By Danny Katz
"BABY killer," he yelled at me, "Stop stabbing that innocent baby with your knife!"
Fair point he was making: I was stabbing an innocent baby with my knife but that's only because my knife was blunt, so stabbing was the only way of cutting up this baby-flesh easily.
“Simon seems to be getting louder and louder each day: maybe it's because I'm cooking more meat lately because I have teenage kids who won't eat anything that can't be petted in a petting zoo, including miniature horses.”
But Simon (my inner-vegetarian) was angry, yelling inside my head as I cut up lamb backstraps to put in a soy-honey marinade for dinner — he always gets like this when I'm cutting any meat or using animal products. Though he's strangely silent whenever I eat white chocolate made from animal fat. Not so shouty now, are we Simon, you quinoa-munching hypocrite?
All of us meat eaters have an inner vegetarian living inside us: they're that little voice yelling somewhere down the back of our heads whenever we cook or eat meat. They usually sound like Mahatma Gandhi, look like Missy Higgins, and have little bits of chervil stuck to their teeth.
Most of the time we can ignore their shouting and just eat our meat without shame, but every now and then their feeble, anaemic voices get through. They're the ones who make you feel guilty when you order a seven-meats pizza over the phone, forcing you to change it at the last moment to three meats, half garden-veg.
They're the ones who made you buy that can of nutmeat that's been sitting in your cupboard for a decade, and also that packet of fakon — a delicious smoky bacon-substitute that even rabbis love to nosh. They're the ones who whisper in your ear when you're slicing a rare steak, going, "I love steak too, but I prefer mine FURRY on the outside and BREATHING in the middle."
Try as you might, it's impossible to shut off your inner vegetarian.
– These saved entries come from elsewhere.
//! Concierge Desk (Persona Registry)
//!
//! The three fixed personas behind every orchestrator call:
//! - Consultant - search-grounded visa research (google_search + google_maps)
//! - Advisor - safety and etiquette advisories (google_search)
//! - Drafter - deterministic checklist/document/extraction work (no tools)
//!
//! `Concierge` bundles the persona sessions, the verification judge and
//! the lookup cache into one explicitly constructed context object;
//! orchestrator functions borrow it instead of reaching for globals.
//! The persona set is closed and configured once at startup.

use std::sync::Arc;

use tokio::sync::Mutex;
use tracing::{debug, warn};

use crate::cache::{CacheStats, LookupCache};
use crate::config::Config;
use crate::gemini::{GeminiClient, GenerativeBackend, Tool};
use crate::judge::Judge;
use crate::research::SelectionStrategy;
use crate::session::ChatSession;

const CACHE_MAX_ENTRIES: u64 = 256;

/// Drafter runs near-deterministic so repeated drafts stay consistent
const DRAFTER_TEMPERATURE: f32 = 0.2;

/// Fixed persona set
#[derive(Debug, Clone, Copy, PartialEq, Eq)]
pub enum Persona {
    /// Visa research with mandatory web verification
    Consultant,
    /// Soft-context safety and etiquette advisories
    Advisor,
    /// Checklists, documents and field extraction
    Drafter,
}

impl Persona {
    pub fn name(&self) -> &'static str {
        match self {
            Persona::Consultant => "consultant",
            Persona::Advisor => "advisor",
            Persona::Drafter => "drafter",
        }
    }

    /// Get the persona's system prompt
    pub fn system_prompt(&self) -> &'static str {
        match self {
            Persona::Consultant => CONSULTANT_PROMPT,
            Persona::Advisor => ADVISOR_PROMPT,
            Persona::Drafter => DRAFTER_PROMPT,
        }
    }

    /// Grounding tools enabled for this persona
    pub fn tools(&self) -> Vec<Tool> {
        match self {
            Persona::Consultant => vec![Tool::google_search(), Tool::google_maps()],
            Persona::Advisor => vec![Tool::google_search()],
            Persona::Drafter => vec![],
        }
    }

    fn temperature(&self) -> Option<f32> {
        match self {
            Persona::Drafter => Some(DRAFTER_TEMPERATURE),
            _ => None,
        }
    }
}

/// Shared context for all orchestrator functions
pub struct Concierge {
    consultant: Mutex<ChatSession>,
    advisor: Mutex<ChatSession>,
    drafter: Mutex<ChatSession>,
    judge: Judge,
    cache: LookupCache,
    selection: SelectionStrategy,
}

impl Concierge {
    /// Wire the personas, judge and cache over any backend
    pub fn new(backend: Arc<dyn GenerativeBackend>, config: &Config) -> Self {
        let session = |persona: Persona| {
            debug!(
                "Configured {} persona: model={}, tools={}",
                persona.name(),
                config.model,
                persona.tools().len()
            );
            let mut s = ChatSession::new(
                backend.clone(),
                &config.model,
                persona.system_prompt(),
                persona.tools(),
            );
            if let Some(t) = persona.temperature() {
                s = s.with_temperature(t);
            }
            Mutex::new(s)
        };

        Self {
            consultant: session(Persona::Consultant),
            advisor: session(Persona::Advisor),
            drafter: session(Persona::Drafter),
            judge: Judge::new(backend.clone(), &config.judge_model),
            cache: LookupCache::new(
                CACHE_MAX_ENTRIES,
                config.cache_ttl_secs,
                config.cache_enabled,
            ),
            selection: config.selection,
        }
    }

    /// Production constructor over the Gemini REST client
    pub fn from_config(config: &Config) -> Self {
        let client = GeminiClient::from_config(config);
        if !client.is_available() {
            warn!("GEMINI_API_KEY not set - live requests will fail");
        }
        Self::new(Arc::new(client), config)
    }

    pub(crate) fn session(&self, persona: Persona) -> &Mutex<ChatSession> {
        match persona {
            Persona::Consultant => &self.consultant,
            Persona::Advisor => &self.advisor,
            Persona::Drafter => &self.drafter,
        }
    }

    pub(crate) fn judge(&self) -> &Judge {
        &self.judge
    }

    pub(crate) fn cache(&self) -> &LookupCache {
        &self.cache
    }

    pub(crate) fn selection(&self) -> SelectionStrategy {
        self.selection
    }

    pub fn cache_stats(&self) -> CacheStats {
        self.cache.stats()
    }
}

// ============================================================================
// PERSONA SYSTEM PROMPTS
// ============================================================================

const CONSULTANT_PROMPT: &str = r#"You are a senior immigration consultant advising travelers on visa and entry requirements worldwide.

## Working Rules

1. NEVER assert an entry requirement from memory - verify with a web search first
2. Prefer official sources: government immigration portals, embassy and consulate pages, IATA
3. Account for BOTH citizenship and country of residence - residency changes the answer for many corridors
4. If official sources disagree, say so and cite both
5. Never invent URLs; cite only pages your search actually returned
6. Use map lookups to name the nearest embassy or visa application center when steps require an in-person visit

Answer in the exact JSON structure requested. Leave a field empty rather than guessing.
"#;

const ADVISOR_PROMPT: &str = r#"You are a travel advisory assistant covering safety, local laws, customs and etiquette.

Ground any advice that may have changed recently (security situation, local regulations) in a web search. Keep each tip short, concrete and specific to the destination. Skip generic filler like "be respectful of local customs".
"#;

const DRAFTER_PROMPT: &str = r#"You are a meticulous drafting assistant for visa application paperwork.

Rules:
- Use only the facts you are given; never invent names, dates or numbers
- Keep the tone formal and plain, with no embellishment
- Follow the requested output structure exactly
- When a value is missing or illegible, leave it out rather than guessing
"#;

#[cfg(test)]
mod tests {
    use super::*;
    use crate::error::{Error, Result};
    use crate::gemini::{GenerateRequest, GenerateResponse};

    struct NullBackend;

    #[async_trait::async_trait]
    impl GenerativeBackend for NullBackend {
        async fn generate(
            &self,
            _model: &str,
            _request: GenerateRequest,
        ) -> Result<GenerateResponse> {
            Err(Error::EmptyResponse)
        }
    }

    #[test]
    fn test_persona_prompts_distinct() {
        let prompts = [
            Persona::Consultant.system_prompt(),
            Persona::Advisor.system_prompt(),
            Persona::Drafter.system_prompt(),
        ];

        for prompt in prompts {
            assert!(!prompt.trim().is_empty());
        }
        assert_ne!(prompts[0], prompts[1]);
        assert_ne!(prompts[1], prompts[2]);
        assert_ne!(prompts[0], prompts[2]);
    }

    #[test]
    fn test_persona_tool_sets() {
        assert_eq!(Persona::Consultant.tools().len(), 2);
        assert_eq!(Persona::Advisor.tools().len(), 1);
        assert!(Persona::Drafter.tools().is_empty());

        assert_eq!(Persona::Advisor.tools()[0], Tool::google_search());
    }

    #[test]
    fn test_persona_names() {
        assert_eq!(Persona::Consultant.name(), "consultant");
        assert_eq!(Persona::Advisor.name(), "advisor");
        assert_eq!(Persona::Drafter.name(), "drafter");
    }

    #[tokio::test]
    async fn test_personas_lock_independently() {
        let desk = Concierge::new(Arc::new(NullBackend), &Config::default());

        let consultant = desk.session(Persona::Consultant).try_lock();
        let advisor = desk.session(Persona::Advisor).try_lock();
        let drafter = desk.session(Persona::Drafter).try_lock();

        assert!(consultant.is_ok());
        assert!(advisor.is_ok());
        assert!(drafter.is_ok());
    }
}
I've only ever seen it happen once when that guy on MasterChef series one cooked a pig's face and burnt off its bristles with a blowtorch. You could actually hear his inner vegetarian howl in despair, then hang himself from a rope made out of nori strips and celeriac.
Simon seems to be getting louder and louder each day: maybe it's because I'm cooking more meat lately because I have teenage kids who won't eat anything that can't be petted in a petting zoo, including miniature horses. So Simon's been making me watch news footage of Indonesian abattoirs during dinner. I tell you, it really puts you off your beef rendang.
Making me listen to his long anti-meat dissertations every night while I'm cooking dinner: "That animal on your cutting board was once a living being like you, Danny, with a soul and feelings like you, with
legs and snout like you. And fur — let's not forget your fur."
I try to argue back, reminding him of that Sam Neill TV ad where Sam tells us that meat eating allowed us humans to evolve better, then he walks off holding hands with a cute little orang-utan that he's about to eat.
But Simon's not buying it. He reckons I should at least make an effort, so maybe I will. I'll start acknowledging the animal I'm eating instead of using dumb-arse MasterCheffy denial-words like "protein". I'll try thanking the animal for giving its life to me; say a silent blessing to a backstrap, give a grateful cuddle to a chicken fillet. And I'll try cooking more vegetarian meals now and then, starting tomorrow night. I'm going to attempt a bean-based taco: no animals will be harmed except those who have to share a room with anyone who ate it.